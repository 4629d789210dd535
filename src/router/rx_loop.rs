//! Per-link receive loop.

use super::Router;
use crate::peer::Peer;
use crate::protocol::Frame;
use std::sync::Arc;
use tokio::sync::mpsc;
use tracing::debug;

impl Router {
    /// Run the receive loop for one link.
    ///
    /// Decodes each buffer the transport delivers and forwards it in
    /// arrival order. Malformed buffers and forwarding errors are logged
    /// and skipped; neither ends the loop. Returns when the transport
    /// closes the channel.
    ///
    /// Spawn one of these per link; links run concurrently while each
    /// link's own frames stay in order.
    pub async fn run_link(self: Arc<Self>, peer: Arc<Peer>, mut rx: mpsc::Receiver<Vec<u8>>) {
        let port = peer.port();
        debug!(port, "Link receive loop started");

        while let Some(data) = rx.recv().await {
            let frame = match Frame::decode(&data) {
                Ok(frame) => frame,
                Err(e) => {
                    debug!(port, len = data.len(), error = %e, "Malformed frame, dropping");
                    continue;
                }
            };

            if let Err(e) = self.forward(&peer, frame) {
                debug!(port, error = %e, "Forwarding failed");
            }
        }

        debug!(port, "Link receive loop stopped (channel closed)");
    }
}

··········

DIRECTIONS FOR THIS TASK. Output nothing but the lines from the one that contains "forwards it in" through the final line of the entries above, exactly as they appear.

OUTPUT OF THE TASK.
    /// Decodes each buffer the transport delivers and forwards it in
    /// arrival order. Malformed buffers and forwarding errors are logged
    /// and skipped; neither ends the loop. Returns when the transport
    /// closes the channel.
    ///
    /// Spawn one of these per link; links run concurrently while each
    /// link's own frames stay in order.
    pub async fn run_link(self: Arc<Self>, peer: Arc<Peer>, mut rx: mpsc::Receiver<Vec<u8>>) {
        let port = peer.port();
        debug!(port, "Link receive loop started");

        while let Some(data) = rx.recv().await {
            let frame = match Frame::decode(&data) {
                Ok(frame) => frame,
                Err(e) => {
                    debug!(port, len = data.len(), error = %e, "Malformed frame, dropping");
                    continue;
                }
            };

            if let Err(e) = self.forward(&peer, frame) {
                debug!(port, error = %e, "Forwarding failed");
            }
        }

        debug!(port, "Link receive loop stopped (channel closed)");
    }
}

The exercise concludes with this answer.